On the northeast fringe of the city, Cedric Gilliam pecks Sherene, his new girlfriend, on the cheek as he slips through the door of the Chateau—a raucous black nightclub—where she works as a hostess. He breathes in the smoke and the smell of beer, not wanting either to leave his nostrils. A month ago, one of the regular parole depar
tment urine tests found his urine dirty with heroin—a violation of his probation—and since then a half-dozen federal marshals have been by his mother’s house. It’s just a matter of time before they overtake him. He had hoped that the intoxicating buzz of this favorite joint—as familiar to him as his own voice—would help drone out the ticking clock he hears in his head. Instead, being here makes him feel like the air is slipping from his lungs.
Across town, on a quiet street of row houses in Southeast, Cedric Jennings is also trying to breathe deeply. Tomorrow he will begin packing for Tuesday’s journey to Providence. Tonight is his last big night in town. He exults, slapping tree branches with his up-stretched hand as he walks. It’s a night for feeling good.

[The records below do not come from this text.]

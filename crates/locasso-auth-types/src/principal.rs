//! Claims principal attached to a request by an upstream authentication layer.

use serde::{Deserialize, Serialize};

/// Long-form claim type URIs used by platform identity layers alongside the short
/// OIDC names (`sub`, `email`, `name`).
pub mod claim_types {
    pub const NAME_IDENTIFIER: &str =
        "http://schemas.xmlsoap.org/ws/2005/05/identity/claims/nameidentifier";
    pub const EMAIL: &str = "http://schemas.xmlsoap.org/ws/2005/05/identity/claims/emailaddress";
    pub const NAME: &str = "http://schemas.xmlsoap.org/ws/2005/05/identity/claims/name";
}

/// A single key/value assertion about an identity.
///
/// Field names match the platform proxy's serialized principal (`typ`/`val`).
#[derive(Debug, Clone, PartialEq, Eq, Serialize, Deserialize)]
pub struct Claim {
    pub typ: String,
    pub val: String,
}

impl Claim {
    pub fn new(typ: impl Into<String>, val: impl Into<String>) -> Self {
        Self {
            typ: typ.into(),
            val: val.into(),
        }
    }
}

/// An already-authenticated identity.
///
/// Upstream layers insert this into request extensions; the claims extractor reads it
/// as its lowest-priority evidence source.
#[derive(Debug, Clone, Default, PartialEq, Eq)]
pub struct Principal {
    /// How the upstream layer authenticated the caller (e.g. "AppleId", "Google").
    pub authentication_type: Option<String>,
    pub claims: Vec<Claim>,
}

impl Principal {
    pub fn new(authentication_type: Option<&str>, claims: Vec<Claim>) -> Self {
        Self {
            authentication_type: authentication_type.map(str::to_owned),
            claims,
        }
    }

    /// First non-empty value of a claim type, compared case-insensitively.
    pub fn find(&self, claim_type: &str) -> Option<&str> {
        self.claims
            .iter()
            .find(|c| c.typ.eq_ignore_ascii_case(claim_type) && !c.val.is_empty())
            .map(|c| c.val.as_str())
    }

    /// First non-empty value among `claim_types`, in order; empty string when none match.
    pub fn first_of(&self, claim_types: &[&str]) -> &str {
        claim_types
            .iter()
            .find_map(|t| self.find(t))
            .unwrap_or_default()
    }

    pub fn is_authenticated(&self) -> bool {
        self.authentication_type
            .as_deref()
            .is_some_and(|t| !t.is_empty())
    }
}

He spots a few of his relatives sitting on the stoop of his aunt Chris’s house, half a block ahead, where a going-away party for him has just started. He breaks into a trot.
“Va, Uncle Va,” his nephew Lawrence shouts as he enters the house, and Cedric sees that most of the guests have arrived.
“Hi everybody!” Cedric shouts, looking neat and casual in his long white T-shirt and black jeans.
Aunt Chris pokes her head out of the kitchen and yells, “I hope you’re ready to eat tonight, Lavar,” and waits until he assures her, “Oh, yes, I’m ready,” before she disappears back to her ministrations. Everyone returns to the couch or chair where they were a moment ago, and the room’s hive of conversation resumes.
Everyone comes over to greet him, and Cedric looks around the bustling room, lips together in a wet smile. He feels a wash of sentimentality, a nostalgia for the present, and lets his eyes wander back and forth across the room like he might a poem he needs to memorize for an English class—wanting to remember it, every line. Then he settles into a living room chair near the front door.
The only man present is a cousin of Barbara’s named Douglas, a computer specialist in his mid-thirties who has had solid jobs but some problems with drugs. He says to one of Barbara’s sisters that he’s not out running tonight with the other men because “I’m trying to get my life together.”